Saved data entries
────────────────
use crate::config::TxConfig;
use crate::error::{CommitError, IndexError, InvariantViolation};

use super::backend::transaction::BackendTransaction;
use super::backend::TX_LOG_NAME;
use super::edge_codec::primary_entry;
use super::graph::{GraphDb, GraphTx};
use super::relation::{Relation, RelationSlot, TxGraph, VertexSlot};
use super::schema::{
    Cardinality, ConsistencyModifier, Direction, IndexMutationKind, IndexUpdate, Multiplicity,
    SchemaStatus,
};
use super::VertexId;

/// Which relations a prepare pass considers.
#[derive(Debug, Clone, Copy, PartialEq, Eq)]
enum RelationFilter {
    /// Everything (isolated backends take schema and data in one shot).
    All,
    /// Only schema mutations (base type on a schema vertex).
    SchemaOnly,
    /// Everything but schema mutations.
    DataOnly,
}

impl RelationFilter {
    fn matches(self, is_schema: bool) -> bool {
        match self {
            RelationFilter::All => true,
            RelationFilter::SchemaOnly => is_schema,
            RelationFilter::DataOnly => !is_schema,
        }
    }
}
────────────────
__To do__
Once more, give all the records exactly as they were written.

__Result of the task__
use crate::config::TxConfig;
use crate::error::{CommitError, IndexError, InvariantViolation};

use super::backend::transaction::BackendTransaction;
use super::backend::TX_LOG_NAME;
use super::edge_codec::primary_entry;
use super::graph::{GraphDb, GraphTx};
use super::relation::{Relation, RelationSlot, TxGraph, VertexSlot};
use super::schema::{
    Cardinality, ConsistencyModifier, Direction, IndexMutationKind, IndexUpdate, Multiplicity,
    SchemaStatus,
};
use super::VertexId;

/// Which relations a prepare pass considers.
#[derive(Debug, Clone, Copy, PartialEq, Eq)]
enum RelationFilter {
    /// Everything (isolated backends take schema and data in one shot).
    All,
    /// Only schema mutations (base type on a schema vertex).
    SchemaOnly,
    /// Everything but schema mutations.
    DataOnly,
}

impl RelationFilter {
    fn matches(self, is_schema: bool) -> bool {
        match self {
            RelationFilter::All => true,
            RelationFilter::SchemaOnly => is_schema,
            RelationFilter::DataOnly => !is_schema,
        }
    }
}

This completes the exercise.